Can one safely say that he was a teacher of meditation born
somewhere in the sixth or fifth centuries someplace in Eastern
India, dying at some undefined time in the fifth or fourth
centuries? If that's the limit of our knowledge, how can we
distinguish him in any meaningful way from other meditation
teachers from the same general period? In teachings? Which
ones? Many schools of meditation were arising throughout
Eurasia in the 4th century, largely in reaction to
scholasticizing trends already at work in stratified traditions
in China, India, Greece. I don't see anything in the early
Buddhist teachings that I can't find in China or the West
in the 4th century - and presumably in countless other
anti-Vedic reformers in India.

Did he indeed have a wife and a son named
Raahula? Did he abandon domestic life for a mendicant's life
around his thirtieth year, as per some traditional accounts,
or was this a "must have happened" story reconstructed later,
based on expectations about how an ideal mendicant would act? Did
he visit all the places mentioned in his lives, or are
these there because these are the literary settings of Buddha
stories (certainly most of them fictional) retold in the early
suttas? We know that invented biographical elements like this
were *quickly* inserted into the life of Jesus, as Lars Martin
Fosse even suggests in one of his posts. Indeed, a lot of recent
scholars claim that all that we legitimately know about "Jesus"
consists of a handful of sayings devoid of all historical
context in lower strata of the so-called Q document, and
that *all* the biographical details - even including
the crucifixion, according to some - were compiled from
hints in earlier messianic writings and "must have happened"
stories about how messiahs were *supposed* to live and die.

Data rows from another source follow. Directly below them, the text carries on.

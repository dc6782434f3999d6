//! Checkpoint artifact
//!
//! # File Structure
//!
//! ```text
//! Offset   Size       Description
//! ──────────────────────────────────────────────────
//! 0x00     8          Magic: "SEMCKPT1"
//! 0x08     4          u32 LE  Version (1)
//! 0x0C     4          u32 LE  Configuration JSON length
//! 0x10     var        RvqConfig as JSON
//!          4          u32 LE  Epoch
//!          4          f32 LE  Best loss so far
//!          4          f32 LE  Best collision rate so far
//!          4          u32 LE  Number of levels
//!          per level: u32 LE n_e, then n_e × dim f32 LE entries
//!          1          u8      Optimizer present flag
//!          if present: u8 kind, u64 LE step,
//!                      u32 LE len + f32 LE exp_avg,
//!                      u32 LE len + f32 LE exp_avg_sq
//! ```
//!
//! A checkpoint is independently loadable for inference-only code generation;
//! the optimizer section exists solely to resume training. Writes go to a
//! sibling temp file first and are renamed into place, so an interrupted run
//! never exposes a truncated checkpoint under the final name.

use std::fs::File;
use std::io::{self, BufWriter, Read, Write};
use std::path::Path;

use thiserror::Error;

use crate::optim::{OptimizerKind, OptimizerState};
use crate::rvq::{ResidualQuantizer, RvqConfig};

/// Magic bytes identifying a checkpoint file: "SEMCKPT1"
pub const MAGIC: [u8; 8] = *b"SEMCKPT1";

/// Fixed file name for the best-by-training-loss slot
pub const BEST_LOSS_FILE: &str = "best_loss_model.ckpt";

/// Fixed file name for the best-by-collision-rate slot
pub const BEST_COLLISION_FILE: &str = "best_collision_model.ckpt";

#[derive(Error, Debug)]
pub enum CheckpointError {
    #[error("Invalid magic bytes: expected SEMCKPT1")]
    InvalidMagic,

    #[error("Unsupported checkpoint version: {0}")]
    UnsupportedVersion(u32),

    #[error("Configuration section: {0}")]
    Config(#[from] serde_json::Error),

    #[error("Corrupt checkpoint: {0}")]
    Corrupt(String),

    #[error("IO error: {0}")]
    Io(#[from] io::Error),
}

/// A full training snapshot
#[derive(Debug, Clone)]
pub struct Checkpoint {
    pub config: RvqConfig,
    pub epoch: u32,
    pub best_loss: f32,
    pub best_collision_rate: f32,
    /// One flattened `[n_e][dim]` codebook per level
    pub codebooks: Vec<Vec<f32>>,
    /// Absent on inference-only loads or stripped artifacts
    pub optimizer: Option<OptimizerState>,
}

impl Checkpoint {
    /// Snapshot the current state of a stack
    pub fn from_quantizer(
        rvq: &ResidualQuantizer,
        epoch: u32,
        best_loss: f32,
        best_collision_rate: f32,
        optimizer: Option<OptimizerState>,
    ) -> Self {
        Self {
            config: rvq.config.clone(),
            epoch,
            best_loss,
            best_collision_rate,
            codebooks: rvq.levels.iter().map(|l| l.vectors.clone()).collect(),
            optimizer,
        }
    }

    /// Rebuild the quantization stack this checkpoint describes
    pub fn quantizer(&self) -> ResidualQuantizer {
        ResidualQuantizer::from_codebooks(self.config.clone(), self.codebooks.clone())
    }

    /// Write the checkpoint atomically: serialize to a sibling temp file,
    /// fsync, then rename over the destination.
    pub fn save<P: AsRef<Path>>(&self, path: P) -> Result<(), CheckpointError> {
        let path = path.as_ref();
        let tmp = path.with_extension("ckpt.tmp");

        {
            let file = File::create(&tmp)?;
            let mut writer = BufWriter::new(file);
            self.serialize(&mut writer)?;
            writer.flush()?;
            writer.get_ref().sync_all()?;
        }
        std::fs::rename(&tmp, path)?;

        Ok(())
    }

    fn serialize<W: Write>(&self, writer: &mut W) -> Result<(), CheckpointError> {
        writer.write_all(&MAGIC)?;
        writer.write_all(&1u32.to_le_bytes())?;

        let config_json = serde_json::to_vec(&self.config)?;
        writer.write_all(&(config_json.len() as u32).to_le_bytes())?;
        writer.write_all(&config_json)?;

        writer.write_all(&self.epoch.to_le_bytes())?;
        writer.write_all(&self.best_loss.to_le_bytes())?;
        writer.write_all(&self.best_collision_rate.to_le_bytes())?;

        writer.write_all(&(self.codebooks.len() as u32).to_le_bytes())?;
        for (level, vectors) in self.codebooks.iter().enumerate() {
            let n_e = self.config.codebook_sizes[level];
            writer.write_all(&(n_e as u32).to_le_bytes())?;
            for &val in vectors {
                writer.write_all(&val.to_le_bytes())?;
            }
        }

        match &self.optimizer {
            None => writer.write_all(&[0u8])?,
            Some(state) => {
                writer.write_all(&[1u8])?;
                writer.write_all(&[optimizer_kind_tag(state.kind)])?;
                writer.write_all(&state.step.to_le_bytes())?;
                write_f32_section(writer, &state.exp_avg)?;
                write_f32_section(writer, &state.exp_avg_sq)?;
            }
        }

        Ok(())
    }

    /// Load a checkpoint from disk
    pub fn load<P: AsRef<Path>>(path: P) -> Result<Self, CheckpointError> {
        let file = File::open(path)?;
        let mut reader = io::BufReader::new(file);

        let mut magic = [0u8; 8];
        reader.read_exact(&mut magic)?;
        if magic != MAGIC {
            return Err(CheckpointError::InvalidMagic);
        }

        let version = read_u32(&mut reader)?;
        if version != 1 {
            return Err(CheckpointError::UnsupportedVersion(version));
        }

        let config_len = read_u32(&mut reader)? as usize;
        let mut config_json = vec![0u8; config_len];
        reader.read_exact(&mut config_json)?;
        let config: RvqConfig = serde_json::from_slice(&config_json)?;

        let epoch = read_u32(&mut reader)?;
        let best_loss = read_f32(&mut reader)?;
        let best_collision_rate = read_f32(&mut reader)?;

        let num_levels = read_u32(&mut reader)? as usize;
        if num_levels != config.num_levels() {
            return Err(CheckpointError::Corrupt(format!(
                "Level count {} disagrees with configuration {}",
                num_levels,
                config.num_levels()
            )));
        }

        let mut codebooks = Vec::with_capacity(num_levels);
        for level in 0..num_levels {
            let n_e = read_u32(&mut reader)? as usize;
            if n_e != config.codebook_sizes[level] {
                return Err(CheckpointError::Corrupt(format!(
                    "Level {} codebook size {} disagrees with configuration {}",
                    level, n_e, config.codebook_sizes[level]
                )));
            }
            codebooks.push(read_f32_vec(&mut reader, n_e * config.dim)?);
        }

        let mut flag = [0u8; 1];
        reader.read_exact(&mut flag)?;
        let optimizer = if flag[0] == 0 {
            None
        } else {
            let mut kind_tag = [0u8; 1];
            reader.read_exact(&mut kind_tag)?;
            let kind = optimizer_kind_from_tag(kind_tag[0])?;
            let mut step_buf = [0u8; 8];
            reader.read_exact(&mut step_buf)?;
            let step = u64::from_le_bytes(step_buf);
            let exp_avg = read_f32_section(&mut reader)?;
            let exp_avg_sq = read_f32_section(&mut reader)?;
            Some(OptimizerState {
                kind,
                step,
                exp_avg,
                exp_avg_sq,
            })
        };

        Ok(Self {
            config,
            epoch,
            best_loss,
            best_collision_rate,
            codebooks,
            optimizer,
        })
    }
}

fn optimizer_kind_tag(kind: OptimizerKind) -> u8 {
    match kind {
        OptimizerKind::Adam => 0,
        OptimizerKind::AdamW => 1,
        OptimizerKind::Sgd => 2,
    }
}

fn optimizer_kind_from_tag(tag: u8) -> Result<OptimizerKind, CheckpointError> {
    match tag {
        0 => Ok(OptimizerKind::Adam),
        1 => Ok(OptimizerKind::AdamW),
        2 => Ok(OptimizerKind::Sgd),
        other => Err(CheckpointError::Corrupt(format!(
            "Unknown optimizer tag: {other}"
        ))),
    }
}

fn read_u32<R: Read>(reader: &mut R) -> Result<u32, CheckpointError> {
    let mut buf = [0u8; 4];
    reader.read_exact(&mut buf)?;
    Ok(u32::from_le_bytes(buf))
}

fn read_f32<R: Read>(reader: &mut R) -> Result<f32, CheckpointError> {
    let mut buf = [0u8; 4];
    reader.read_exact(&mut buf)?;
    Ok(f32::from_le_bytes(buf))
}

fn read_f32_vec<R: Read>(reader: &mut R, len: usize) -> Result<Vec<f32>, CheckpointError> {
    let mut bytes = vec![0u8; len * 4];
    reader.read_exact(&mut bytes)?;
    Ok(bytes
        .chunks_exact(4)
        .map(|c| f32::from_le_bytes(c.try_into().unwrap()))
        .collect())
}

fn write_f32_section<W: Write>(writer: &mut W, values: &[f32]) -> Result<(), CheckpointError> {
    writer.write_all(&(values.len() as u32).to_le_bytes())?;
    for &val in values {
        writer.write_all(&val.to_le_bytes())?;
    }
    Ok(())
}

fn read_f32_section<R: Read>(reader: &mut R) -> Result<Vec<f32>, CheckpointError> {
    let len = read_u32(reader)? as usize;
    read_f32_vec(reader, len)
}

Indeed, other stories attached to Jesus's "lives" demonstrably
came from stories of *other* wisemen or common currency of
battling schools coopted by the Christians. Do you want
a homosexual Jesus in the mode of Platonic philosophers? Or
portraits of Jesus as a magician, like his (supposed)
contemporary Apollonius of Tyara? They are there (along
with portraits of Jesus as an ascetic and condemner of
magic) in the early biographical literature. Even a good
percentage of the words attributed to
Jesus come from Old Testament passages, apparently
ascribed to him by early biographers looking for
hints in the old canon to flesh out the skimpy list of
detached sayings from "Jesus" that they possessed.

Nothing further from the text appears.